Mechanical arrangement adapted to illustrate structure in the non-saturated hydrocarbons by the chemist James Dewar. The model is made of bars, clamped together so as to allow free motion. In order to make the combination look like an atom, a thin round disc of blackened brass can be placed under the central nut. At the ends of the arms are holes to connect one carbon atom with another by means of a nut.
The structure at the bottom right of his figure is now called "Dewar benzene".

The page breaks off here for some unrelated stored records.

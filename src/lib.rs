//! # W65C02 CPU Emulator Core
//!
//! A cycle-accurate WDC 65C02 (CMOS 6502) emulator built around a
//! region-routed memory bus with bus-level execution tracing.
//!
//! This crate provides the instruction interpreter (all documented CMOS
//! opcodes plus the Rockwell/WDC bit instructions), a memory bus that routes
//! 16-bit addresses to RAM, I/O-register, and EEPROM regions, and a system
//! shell that loads a ROM image, resets the CPU through the 0xFFFC/0xFFFD
//! vector, and runs a bounded instruction budget while recording every bus
//! access to a trace file.
//!
//! ## Quick Start
//!
//! ```rust
//! use lib65c02::{Bus, Region, CPU, MemoryBus};
//!
//! // A 64KB all-RAM bus, the configuration used by most unit tests.
//! let bus = Bus::new(Some(Region::new(0x0000, 0xFFFF)), None, None).unwrap();
//! let mut cpu = CPU::new(bus);
//!
//! // Point the reset vector at 0x8000 and reset.
//! cpu.memory_mut().poke(0xFFFC, 0x00);
//! cpu.memory_mut().poke(0xFFFD, 0x80);
//! cpu.reset().unwrap();
//!
//! assert_eq!(cpu.pc(), 0x8000);
//! assert_eq!(cpu.sp(), 0xFD);
//! assert!(cpu.flag_i());
//! ```
//!
//! ## Architecture
//!
//! - **Table-driven decode**: a single 256-entry [`OPCODE_TABLE`] carries
//!   mnemonic, addressing mode, base cycle cost, and byte length for every
//!   opcode; a small set of class handlers consumes it.
//! - **Bus seam**: the CPU is generic over the [`MemoryBus`] trait, so tests
//!   can run against [`FlatMemory`] while the system shell runs against the
//!   three-region [`Bus`].
//! - **Cycle accuracy**: every instruction charges its reference cycle count,
//!   including page-cross and branch-taken penalties, to a 64-bit
//!   [`CycleCounter`] that also converts ticks to advisory wall time.
//! - **Traceability**: with logging enabled, the bus emits one record per
//!   access in exactly the order the addressing mode dictates, so a run can
//!   be compared byte-for-byte against a hardware reference log.
//!
//! ## Modules
//!
//! - `cpu` - CPU state, RESET, and the fetch-execute loop
//! - `bus` - memory regions and the routing/tracing bus
//! - `memory` - the MemoryBus trait and a flat 64KB implementation
//! - `opcodes` - the opcode metadata table
//! - `addressing` - addressing mode enumeration
//! - `cycles` - tick accumulator and clock-rate conversion
//! - `trace` - trace record format and log comparison
//! - `system` - region configuration, ROM loading, bounded execution

pub mod addressing;
pub mod bus;
pub mod cpu;
pub mod cycles;
pub mod memory;
pub mod opcodes;
pub mod system;
pub mod trace;

// Internal instruction implementations (not part of public API)
mod instructions;

// Re-export public API
pub use addressing::AddressingMode;
pub use bus::{Bus, BusError, Region};
pub use cpu::{CPU, IRQ_VECTOR, NMI_VECTOR, RESET_VECTOR};
pub use cycles::CycleCounter;
pub use memory::{FlatMemory, MemoryBus};
pub use opcodes::{OpcodeMetadata, OPCODE_TABLE};
pub use system::{ConfigError, System, SystemConfig, SystemError};
pub use trace::{AccessKind, TraceRecord};

use thiserror::Error;

/// Errors that can occur during CPU execution.
///
/// Both variants are fatal: they terminate `execute` before the faulting
/// instruction retires, and the caller receives the structured failure.
#[derive(Debug, Clone, Error, PartialEq, Eq)]
pub enum ExecutionError {
    /// A bus access touched an address outside every configured region.
    #[error(transparent)]
    Bus(#[from] BusError),

    /// The opcode occupies a slot this model does not implement (WAI, STP).
    ///
    /// Contains the opcode byte value for debugging purposes.
    #[error("opcode 0x{0:02X} is not implemented")]
    UnimplementedOpcode(u8),
}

I bring before the Society a simple mechanical arrangement adapted to illustrate structure in the non-saturated hydrocarbons. This little device is the mechanical representative of Dr. C. Brown's well-known graphic notation. A series of narrow thin bars of brass of equal length are taken, and every two of the bars clamped in the centre by a nut, so as to admit of free motion the one on the other. Such a combination represents a single carbon atom with its four places of attachment. In order to make the combination look like an atom, a thin round disc of blackened brass can be placed under the central nut. At the ends of the arms are holes to connect one carbon atom with another by means of a nut. The filling up of the places of attachment may be effected by slipping on the arms round discs of brass having a groove attached, and placing the symbol of the chemical element on the round projection. A carbon atom would then look like the following diagram.
By J. Dewar, Esq. (from Proceedings of the Royal Society of Edinburgh, VI, Session 1866-67, pp. 82-86)
Dewar sent Kekulé his brass strip molecular modeling kit in 1866, and Kekulé used it to hypothesize possible molecular structures for compunds. In 1867, Kekulé used Dewar's models to come up with a reasonable (by today's standards) structure for mesitylene (1,3,5-trimethylbenzene, C9H12). Note that in the drawing, little dots appear in in the middle of some of the bonds. They appear because the drawings are of a real model, and the various atoms were screwed together at the dots. Also note that the acetone molecules in the model appear not to be symmetrical, with one C-C bond bent and the other one straight. However, the bent bond is only an illusion created by the flatness of the paper; in Kekuleé's 3-D model, all of the C-C bonds are straight.
James Deward is famous for his Researches in low temperature phenomena. See  to learn more.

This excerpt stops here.